6.2 If we do store or transfer your personal data outside the EEA, we will take all reasonable steps to ensure that your data is treated as safely and securely as it would be within the EEA and under applicable data protection laws.
7. Security
7.1 We shall process your personal data in a manner that ensures appropriate security of the personal data, including protection against unauthorized or unlawful processing and against accidental loss, destruction or damage, using appropriate technical or organizational measures. However, no system can be completely secure. Therefore, although we take steps to secure your information, we do not promise that your personal data that you provide to us will always remain secure.
7.2 We use a third-party web application firewall from Cloudflare to help maintain the security and performance of our website. The service checks that traffic to the site is behaving as would be expected. The service will block traffic that is not using the site as expected. To provide this service, Cloudflare processes site visitors’ IP addresses.
7.3 We shall process your personal data in a manner that ensures appropriate security of the personal data, including protection against unauthorized or unlawful processing and against accidental loss, destruction or damage, using appropriate technical or organizational measures. All information you provide to us is stored on our secure servers.
7.4 However, you acknowledge that no system can be completely secure. Therefore, although we take these steps to secure your personal data, we do not promise that your personal data will always remain completely secure.
8. Your rights and retention of personal data
8.1 You have the right to obtain from us a copy of the personal data that we hold for you, and to require us to correct errors in the personal data that we process for you if it is inaccurate, incomplete or out of date. You also have the right at any time to require that we delete your personal data and to withdraw your consent to receive marketing materials from us. To exercise these rights, or any other rights you may have under applicable laws, please contact us.
8.2 Please note, we reserve the right to charge an administrative fee if your request is manifestly unfounded or excessive.
8.3 If you have any complaints in relation to this Policy or otherwise in relation to our processing of your personal data, please contact us, or you can contact the Information Commissioner, see www.ico.org.uk . If you are outside of the UK, you have the right to lodge your complaint with the relevant data protection regulator in your country of residence.
8.4 Our website may contain links to other sites of interest.
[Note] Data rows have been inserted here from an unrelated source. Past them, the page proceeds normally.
//! Embeddable RFC 6455 WebSocket server engine.
//!
//! Tidal accepts TCP connections, negotiates the HTTP/1.1 upgrade
//! handshake, and runs one blocking session per connection: frames are
//! decoded, fragmented messages reassembled, pings answered, and complete
//! messages handed to the [`Endpoint`] registered under the request path.
//!
//! ```no_run
//! use std::sync::Arc;
//! use tidal::{Container, Endpoint, Message, ServerConfig, Session};
//!
//! struct Echo;
//!
//! impl Endpoint for Echo {
//!     fn on_message(&self, session: &Arc<Session>, message: Message) {
//!         let _ = session.send(message);
//!     }
//! }
//!
//! let container = Arc::new(Container::with_config(ServerConfig::default()));
//! container.register_endpoint("/echo", Arc::new(Echo)).unwrap();
//! container.listen_on(9001).unwrap(); // blocks until container.close()
//! ```
//!
//! The engine is deliberately synchronous: one thread per connection, plain
//! `std::net` sockets, no async runtime. TLS slots in through
//! [`SocketFactory`] without touching the protocol code.

pub mod close;
pub mod config;
pub mod endpoint;
pub mod error;
pub mod frame;
pub mod handshake;
pub mod registry;
pub mod server;
pub mod session;

pub use close::{CloseCode, CloseReason};
pub use config::ServerConfig;
pub use endpoint::{Endpoint, Message};
pub use error::{Error, HandshakeError, ProtocolError, RegistryError, Result};
pub use frame::{Frame, Opcode};
pub use handshake::{BasicHandshake, HandshakeHandler, HttpRequest};
pub use registry::EndpointRegistry;
pub use server::{Container, Duplex, PlainSocketFactory, SocketFactory, StreamControl};
pub use session::Session;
Once you have used these links to leave our website, you should note that we do not have any control over that other website. Therefore, we cannot be responsible for the protection and privacy of any information that you provide whilst visiting such sites and such sites are not governed by this Policy.
8.5 We retain your personal data in accordance with applicable laws. Therefore, if you register with us, we shall retain your personal data until you close your account except where we are required to retain your personal data for longer to comply with accounting and taxation requirements. If you receive marketing communications from us, we shall retain your personal data until you opt out of receiving such communications. If you have otherwise contacted us with a question or comment, we shall retain your personal data for 6 months following such contact to respond to any further queries you might have.
9. General
9.1 If any provision of this Policy is held by a court of competent jurisdiction to be invalid or unenforceable, then such provision shall be construed, as nearly as possible, to reflect the intentions of the parties and all other provisions shall remain in full force and effect.
9.2. This Policy shall be governed by and construed in accordance with the law of England and Wales.